The motion of water parcels in the ocean is thought to be preferentially along neutral planes defined by climatological potential temperature and salinity fields. This gives rise to a conceptual model of ocean transport in which parcel trajectories are everywhere neutral, that is, tangent to the neutral planes. Because the distribution of neutral planes is not integrable, neutral transport, while locally two dimensional, is globally three dimensional. We describe this form of transport, building on its connection with contact and sub-Riemannian geometry.
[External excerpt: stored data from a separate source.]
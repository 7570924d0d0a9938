//! MCP Common - Shared utilities for MCP servers
//!
//! - **Initialization**: `serve_stdio!` macro and stderr tracing setup
//! - **Results**: [`json_success`] for structured tool responses
//! - **Errors**: [`IntoMcpError`] and `kind`-tagged MCP errors
//! - **Embeddable**: [`EmbeddableMcp`] trait for in-process execution
//!
//! # Example
//!
//! ```rust,ignore
//! use mcp_common::{serve_stdio, json_success};
//!
//! // main.rs
//! serve_stdio!(AactMcpServer, "aact_mcp");
//!
//! // a tool
//! async fn list_tables(&self) -> Result<CallToolResult, McpError> {
//!     json_success(&self.gateway.list_tables().await?)
//! }
//! ```

pub mod embeddable;
pub mod error;
pub mod init;
pub mod result;

pub use embeddable::{EmbeddableError, EmbeddableMcp, EmbeddableResult};
pub use error::{error_kind, kinded_error, IntoMcpError, McpResult, ResultExt};
pub use init::init_tracing;
pub use result::{first_text, json_success};

pub use rmcp::{
    model::{CallToolResult, Content, Tool},
    ErrorData as McpError,
};

pub use async_trait::async_trait;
We discuss a Lie-bracket interpretation of local dianeutral transport, the quantitative meaning of helicity and the implications of the accessibility theorem. We compute sub-Riemnanian geodesics for climatological neutral planes and put forward the use of the associated Carnot--Carathéodory distance as a diagnostic of the strong anisotropy of neutral transport. We propose a stochastic toy model of neutral transport which represents motion along neutral planes by a Brownian motion. The corresponding diffusion process is degenerate and not (strongly) elliptic. The non-integrability of the neutral planes however ensures that the diffusion is hypoelliptic. As a result, trajectories are not confined to surfaces but visit the entire three-dimensional ocean. The short-time behaviour is qualitatively different from that obtained with a non-degenerate highly anisotropic diffusion. We examine both short- and long-time behaviours using Monte Carlo simulations. The simulations provide an estimate for the time scale of ocean vertical transport implied by the constraint of neutrality.

Paper Structure

This paper contains 18 sections, 91 equations, 10 figures.

Figures (10)

  • Figure 1: Distribution of neutral planes defined by a field of normal $\bm{n}$. A neutral path, with $\bm{x}$ the initial position and $\bm{\varphi}_t(\bm{x})$ the position at time $t$, is shown as the blue curve.
  • Figure 2: Lift of a closed path in the $(x^1,x^2)$-plane to an open neutral trajectory.
  • Figure 3: The distribution $\Delta$ of neutral planes can be characterised by two vector fields $\bm{v}_1$ and $\bm{v}_2$.
  • Figure 4: Dianeutral transport, i.e. transport across the neutral plane (indicated by the blue shading), results from the successive transport along the vectors $\bm{v}_1$, $\bm{v}_2$$-\bm{v}_1$ and $-\bm{v}_2$ for a short time $t \ll 1$. A parcel path is shown as the black line. Its endpoint, with position $t^2 [\bm{v}_1,\bm{v}_2] + O(t^3)$, has dianeutral component $t^2 \bm{\eta}([\bm{v}_1,\bm{v}_2]) + O(t^3)$.
  • Figure 5: Helicity $\mathcal{H}$ at $z=-1300$ m computed from WOCE data.